HL Deb 12 November 1992 vol 540 cc441-2

11.6 p.m.

The Lord Chancellor rose to move, That the draft regulations laid before the House on 28th October be approved [9th Report from the Joint Committee].

The noble and learned Lord said: My Lords, the draft statutory instrument is designed to extend the legal aid scheme to prisoners serving discretionary life sentences who appear before the Parole Board in specified circumstances.

The Criminal Justice Act 1991 defines discretionary life prisoners as those who have received a life sentence, not required by law, for a violent or sexual offence and who have had a part of their sentence specified by the court for these purposes. Once the specified part of the sentence is served, the prisoner's case is referred to the Parole Board and, if the board is satisfied that his confinement is no longer necessary for the protection of the public, he is released. Prisoners whose cases are turned down, or who are released but recalled, may require their cases to be referred to the board at set intervals.

The draft statutory instrument would provide legal aid for such prisoners appearing before the Parole Board in these circumstances. It amends the Legal Advice and Assistance (Scope) Regulations 1989 by including these proceedings among those for which an eligible person may receive ABWOR; that is, advice by way of representation. The means test will be that which is applicable to all ABWOR, but the merits test will be the more generous one that is applied to applicants for ABWOR for mental health review tribunals; that is, that ABWOR will be granted unless it appears unreasonable that it should be granted.
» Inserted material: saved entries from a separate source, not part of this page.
/// Selection strategy.
#[derive(Debug, Clone, Copy, PartialEq, Eq)]
pub enum Strategy {
    /// Uniform random.
    Random,
    /// Atomic counter modulo candidate count.
    RoundRobin,
    /// Random draw over the weight prefix sums.
    WeightedRoundRobin,
    /// Minimum in-flight requests.
    LeastConnection,
    /// Minimum running-mean latency.
    LowestLatency,
    /// `(1 - latency/max_latency) * weight`, proportional-random.
    WeightedLatency,
    /// Stable hash of the routing key modulo candidate count.
    ConsistentHash,
}

impl Strategy {
    /// Parse a strategy name from configuration. Unknown names fall back
    /// to round-robin.
    pub fn parse(name: &str) -> Strategy {
        match name {
            "random" => Strategy::Random,
            "weighted_round_robin" => Strategy::WeightedRoundRobin,
            "least_connection" => Strategy::LeastConnection,
            "lowest_latency" => Strategy::LowestLatency,
            "weighted_latency" => Strategy::WeightedLatency,
            "consistent_hash" => Strategy::ConsistentHash,
            _ => Strategy::RoundRobin,
        }
    }
}

/// Per-request selection constraints.
#[derive(Debug, Clone, Default)]
pub struct SelectOptions {
    /// Restrict to one provider class.
    pub channel_type: Option<String>,
    /// The requested model; also drives wildcard rule matching.
    pub model: Option<String>,
    /// Restrict to one region.
    pub region: Option<String>,
    /// Minimum success rate in `[0, 1]`.
    pub min_availability: Option<f64>,
    /// Return this channel when it survives filtering.
    pub preferred_id: Option<u64>,
    /// Channels to skip (e.g. already failed this request).
    pub excluded_ids: Vec<u64>,
    /// Key for consistent hashing; the model is used when unset.
    pub routing_key: Option<String>,
}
The statutory instrument also brings the Scope regulations up to date by submitting a reference to disciplinary proceedings before a prison governor for references to proceedings before a board of visitors; this reflects changes to the Prison Rules 1964.

I should mention that remuneration for this work will not be at the ordinary ABWOR rate but at the higher rate which applies before mental health review tribunals. This is because the Parole Board hearings are modelled on and similar to those of the mental health review tribunals, the rules of which have been used as the basis for the rules for the board's arrangements. This is provided for by a separate instrument, subject to negative resolution procedure, which was laid before the House on 2nd November.

Moved, That the draft regulations laid before the House on 28th October be approved [9th Report from the Joint Committee].—(The Lord Chancellor)

Lord Graham of Edmonton

My Lords, my noble friends who cannot be here this evening have asked me to say how pleased they are at the terms of the regulations. We give them a very warm welcome.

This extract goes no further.